Casa Branca. Ataque militar nas Caraíbas partiu de almirante
O ataque militar dos Estados Unidos (EUA) contra uma embarcação suspeita de tráfico de droga, em Setembro ao largo da Venezuela, foi ordenado por um almirante, avançou segunda-feira a administração norte-americana.
A porta-voz da Casa Branca, Karoline Leavitt, sublinhou a legalidade do ataque, dizendo que o almirante Frank Bradley, responsável pelas operações especiais das Forças Armadas, “estava totalmente em pleno direito” de decidir.
Na sexta-feira, o diário The Washington Post noticiou que o secretário da Defesa, Pete Hegseth, terá dado ordem para matar todos os que estivessem a bordo de embarcações suspeitas de tráfico de droga nas Caraíbas, depois de a 2 de Setembro militares norte-americanos terem destruído lanchas em águas perto da Venezuela.

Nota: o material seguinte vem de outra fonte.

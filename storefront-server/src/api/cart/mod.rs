//! Cart pre-check
//!
//! | Path | Method | Auth |
//! |------|--------|------|
//! | /api/cart/calculate | POST | none |

use axum::{Json, Router, extract::State, routing::post};
use serde::Deserialize;

use crate::api::JsonBody;
use crate::core::ServerState;
use crate::utils::AppResult;
use shared::models::{CartCalculation, CartItemInput};

pub fn router() -> Router<ServerState> {
    Router::new().route("/api/cart/calculate", post(calculate))
}

#[derive(Debug, Deserialize)]
pub struct CalculateRequest {
    #[serde(default)]
    pub items: Vec<CartItemInput>,
}

/// Validate a cart without touching stock
pub async fn calculate(
    State(state): State<ServerState>,
    JsonBody(payload): JsonBody<CalculateRequest>,
) -> AppResult<Json<CartCalculation>> {
    Ok(Json(state.orders.calculate_cart(&payload.items)?))
}
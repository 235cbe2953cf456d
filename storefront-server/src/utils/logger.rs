//! Logging Infrastructure
//!
//! Structured logging setup for development (stdout, pretty) and production
//! (daily rolled files, optionally JSON).

use std::path::Path;
use tracing_subscriber::EnvFilter;

/// Log file prefix; daily rolling appends `.YYYY-MM-DD`
const LOG_FILE_PREFIX: &str = "storefront";

/// Initialize the logger
pub fn init_logger() {
    init_logger_with_file(None, false, None);
}

/// Initialize the logger with optional file output
///
/// `RUST_LOG` wins over `log_level` when set. A second call is a no-op.
pub fn init_logger_with_file(log_level: Option<&str>, json: bool, log_dir: Option<&str>) {
    let level = log_level.unwrap_or("info");
    let filter = EnvFilter::try_from_default_env()
        .unwrap_or_else(|_| EnvFilter::new(format!("{level},tower_http=info")));

    let builder = tracing_subscriber::fmt()
        .with_env_filter(filter)
        .with_file(false)
        .with_line_number(false)
        .with_thread_ids(false)
        .with_target(true);

    // Add file output if log_dir is provided
    if let Some(dir) = log_dir {
        let log_path = Path::new(dir);
        if std::fs::create_dir_all(log_path).is_ok()
            && let Some(dir_str) = log_path.to_str()
        {
            let file_appender = tracing_appender::rolling::daily(dir_str, LOG_FILE_PREFIX);
            let builder = builder.with_ansi(false).with_writer(file_appender);
            let _ = if json {
                builder.json().try_init()
            } else {
                builder.try_init()
            };
            return;
        }
    }

    let _ = if json {
        builder.json().try_init()
    } else {
        builder.try_init()
    };
}
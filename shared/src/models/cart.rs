//! Cart Model

use serde::{Deserialize, Deserializer, Serialize};

/// One requested line: product and quantity
#[derive(Debug, Clone, PartialEq, Serialize, Deserialize)]
#[serde(rename_all = "camelCase")]
pub struct CartItemInput {
    #[serde(default)]
    pub product_id: String,
    /// Requested units; numeric strings are accepted, anything else reads as 0
    #[serde(default, deserialize_with = "lenient_quantity")]
    pub cantidad: f64,
}

impl CartItemInput {
    pub fn new(product_id: impl Into<String>, cantidad: u32) -> Self {
        Self {
            product_id: product_id.into(),
            cantidad: f64::from(cantidad),
        }
    }

    /// Quantity as a whole number of units, if it is one and positive
    pub fn units(&self) -> Option<u32> {
        let q = self.cantidad;
        if q.is_finite() && q > 0.0 && q.fract() == 0.0 && q <= f64::from(u32::MAX) {
            Some(q as u32)
        } else {
            None
        }
    }
}

fn lenient_quantity<'de, D>(deserializer: D) -> Result<f64, D::Error>
where
    D: Deserializer<'de>,
{
    #[derive(Deserialize)]
    #[serde(untagged)]
    enum Raw {
        Number(f64),
        Text(String),
        Other(serde_json::Value),
    }

    Ok(match Raw::deserialize(deserializer)? {
        Raw::Number(n) => n,
        Raw::Text(s) => s.trim().parse().unwrap_or(0.0),
        Raw::Other(_) => 0.0,
    })
}

/// A valid line of a cart pre-check
#[derive(Debug, Clone, PartialEq, Serialize, Deserialize)]
#[serde(rename_all = "camelCase")]
pub struct CartLine {
    pub product_id: String,
    pub nombre: String,
    pub precio: f64,
    pub cantidad: u32,
    pub subtotal: f64,
    #[serde(rename = "stock_disponible")]
    pub stock_disponible: u32,
}

/// Result of a cart pre-check
#[derive(Debug, Clone, Default, PartialEq, Serialize, Deserialize)]
pub struct CartCalculation {
    pub items: Vec<CartLine>,
    pub subtotal: f64,
    pub total: f64,
    pub valid: bool,
    pub errors: Vec<String>,
}

#[cfg(test)]
mod tests {
    use super::*;

    #[test]
    fn test_quantity_accepts_numbers_and_numeric_strings() {
        let item: CartItemInput =
            serde_json::from_str(r#"{"productId":"burger","cantidad":"3"}"#).unwrap();
        assert_eq!(item.units(), Some(3));

        let item: CartItemInput =
            serde_json::from_str(r#"{"productId":"burger","cantidad":2}"#).unwrap();
        assert_eq!(item.units(), Some(2));
    }

    #[test]
    fn test_quantity_rejects_fractions_and_non_positive() {
        for raw in [r#"1.5"#, r#"0"#, r#"-2"#, r#""abc""#, r#"null"#] {
            let json = format!(r#"{{"productId":"burger","cantidad":{}}}"#, raw);
            let item: CartItemInput = serde_json::from_str(&json).unwrap();
            assert_eq!(item.units(), None, "cantidad {}", raw);
        }
    }

    #[test]
    fn test_cart_line_field_names() {
        let line = CartLine {
            product_id: "burger".into(),
            nombre: "Burger".into(),
            precio: 1000.0,
            cantidad: 2,
            subtotal: 2000.0,
            stock_disponible: 5,
        };
        let json = serde_json::to_value(&line).unwrap();
        assert_eq!(json["productId"], "burger");
        assert_eq!(json["stock_disponible"], 5);
    }
}
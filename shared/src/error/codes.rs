//! Unified error codes for the storefront
//!
//! Error codes are organized by category:
//! - 0xxx: General errors
//! - 1xxx: Authentication errors
//! - 4xxx: Order and cart errors
//! - 5xxx: Payment provider errors
//! - 6xxx: Product errors
//! - 9xxx: System errors

use serde::{Deserialize, Serialize};
use std::fmt;

/// Unified error code enum
///
/// Serialized as its numeric value so the storefront and admin frontends can
/// switch on it without string matching.
#[derive(Debug, Clone, Copy, PartialEq, Eq, Hash, Serialize, Deserialize)]
#[serde(into = "u16", try_from = "u16")]
#[repr(u16)]
pub enum ErrorCode {
    // ==================== 0xxx: General ====================
    /// Validation failed
    ValidationFailed = 2,
    /// Invalid request
    InvalidRequest = 5,
    /// Required field missing
    RequiredField = 7,

    // ==================== 1xxx: Auth ====================
    /// Missing admin credential
    NotAuthenticated = 1001,
    /// Admin token does not match
    TokenInvalid = 1004,

    // ==================== 4xxx: Order ====================
    /// Order not found
    OrderNotFound = 4001,
    /// Cart has no items
    OrderEmpty = 4007,
    /// Order state is not one of the canonical states
    InvalidOrderState = 4008,
    /// Item quantity is not a positive integer
    InvalidQuantity = 4009,
    /// Not enough stock to reserve an item
    InsufficientStock = 4010,
    /// Cart references a product that does not exist
    CartProductNotFound = 4011,
    /// Order cannot be paid (no items or non-positive total)
    InvalidOrder = 4012,

    // ==================== 5xxx: Payment ====================
    /// Line items do not add up to the order total
    PaymentTotalMismatch = 5006,
    /// Payment provider answered with an error
    PaymentProviderError = 5007,
    /// Payment provider did not answer in time
    PaymentTimeout = 5008,
    /// Payment provider credentials present but integration incomplete
    PaymentNotConfigured = 5009,
    /// A line item has a non-positive price or quantity
    PaymentInvalidItem = 5011,

    // ==================== 6xxx: Product ====================
    /// Product not found
    ProductNotFound = 6001,
    /// Product price must be positive
    ProductInvalidPrice = 6002,
    /// Product id already taken
    ProductIdExists = 6003,
    /// Product stock must be non-negative
    ProductInvalidStock = 6004,

    // ==================== 9xxx: System ====================
    /// Internal server error
    InternalError = 9001,
    /// Persistence failure (reading or writing a data file)
    StorageError = 9002,
}

impl ErrorCode {
    /// Get the numeric code value
    #[inline]
    pub const fn code(&self) -> u16 {
        *self as u16
    }

    /// Get the default message for this error code
    pub fn message(&self) -> &'static str {
        match self {
            // General
            ErrorCode::ValidationFailed => "Validation failed",
            ErrorCode::InvalidRequest => "Invalid request",
            ErrorCode::RequiredField => "Required field missing",

            // Auth
            ErrorCode::NotAuthenticated => "Admin credential required",
            ErrorCode::TokenInvalid => "Invalid admin token",

            // Order
            ErrorCode::OrderNotFound => "Order not found",
            ErrorCode::OrderEmpty => "Cart is empty",
            ErrorCode::InvalidOrderState => "Invalid order state",
            ErrorCode::InvalidQuantity => "Invalid quantity",
            ErrorCode::InsufficientStock => "Insufficient stock",
            ErrorCode::CartProductNotFound => "Product in cart not found",
            ErrorCode::InvalidOrder => "Order cannot be paid",

            // Payment
            ErrorCode::PaymentTotalMismatch => "Order total does not match line items",
            ErrorCode::PaymentProviderError => "Payment provider error",
            ErrorCode::PaymentTimeout => "Payment provider timed out",
            ErrorCode::PaymentNotConfigured => "Payment provider not configured",
            ErrorCode::PaymentInvalidItem => "Invalid payment line item",

            // Product
            ErrorCode::ProductNotFound => "Product not found",
            ErrorCode::ProductInvalidPrice => "Product price must be positive",
            ErrorCode::ProductIdExists => "Product id already exists",
            ErrorCode::ProductInvalidStock => "Product stock must be non-negative",

            // System
            ErrorCode::InternalError => "Internal server error",
            ErrorCode::StorageError => "Storage error",
        }
    }
}

impl From<ErrorCode> for u16 {
    #[inline]
    fn from(code: ErrorCode) -> Self {
        code.code()
    }
}

/// Error when converting from an invalid u16 to ErrorCode
#[derive(Debug, Clone, Copy, PartialEq, Eq)]
pub struct InvalidErrorCode(pub u16);

impl fmt::Display for InvalidErrorCode {
    fn fmt(&self, f: &mut fmt::Formatter<'_>) -> fmt::Result {
        write!(f, "invalid error code: {}", self.0)
    }
}

impl std::error::Error for InvalidErrorCode {}

impl TryFrom<u16> for ErrorCode {
    type Error = InvalidErrorCode;

    fn try_from(value: u16) -> Result<Self, Self::Error> {
        match value {
            // General
            2 => Ok(ErrorCode::ValidationFailed),
            5 => Ok(ErrorCode::InvalidRequest),
            7 => Ok(ErrorCode::RequiredField),

            // Auth
            1001 => Ok(ErrorCode::NotAuthenticated),
            1004 => Ok(ErrorCode::TokenInvalid),

            // Order
            4001 => Ok(ErrorCode::OrderNotFound),
            4007 => Ok(ErrorCode::OrderEmpty),
            4008 => Ok(ErrorCode::InvalidOrderState),
            4009 => Ok(ErrorCode::InvalidQuantity),
            4010 => Ok(ErrorCode::InsufficientStock),
            4011 => Ok(ErrorCode::CartProductNotFound),
            4012 => Ok(ErrorCode::InvalidOrder),

            // Payment
            5006 => Ok(ErrorCode::PaymentTotalMismatch),
            5007 => Ok(ErrorCode::PaymentProviderError),
            5008 => Ok(ErrorCode::PaymentTimeout),
            5009 => Ok(ErrorCode::PaymentNotConfigured),
            5011 => Ok(ErrorCode::PaymentInvalidItem),

            // Product
            6001 => Ok(ErrorCode::ProductNotFound),
            6002 => Ok(ErrorCode::ProductInvalidPrice),
            6003 => Ok(ErrorCode::ProductIdExists),
            6004 => Ok(ErrorCode::ProductInvalidStock),

            // System
            9001 => Ok(ErrorCode::InternalError),
            9002 => Ok(ErrorCode::StorageError),

            _ => Err(InvalidErrorCode(value)),
        }
    }
}

impl fmt::Display for ErrorCode {
    fn fmt(&self, f: &mut fmt::Formatter<'_>) -> fmt::Result {
        write!(f, "{}", self.code())
    }
}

Segundo o The Washington Post, o objetivo era matar dois sobreviventes de um ataque inicial norte-americano a lanchas supostamente envolvidas em tráfico de droga, tendo a Casa Branca confirmado segunda-feira que o ataque foi ordenado pelo almirante Frank Bradley.
Na sequência da notícia daquele jornal, alguns membros do Congresso, entre democratas e republicanos, manifestaram preocupação de que possa ter havido um crime de guerra na decisão da administração de Donald Trump em atacar lanchas.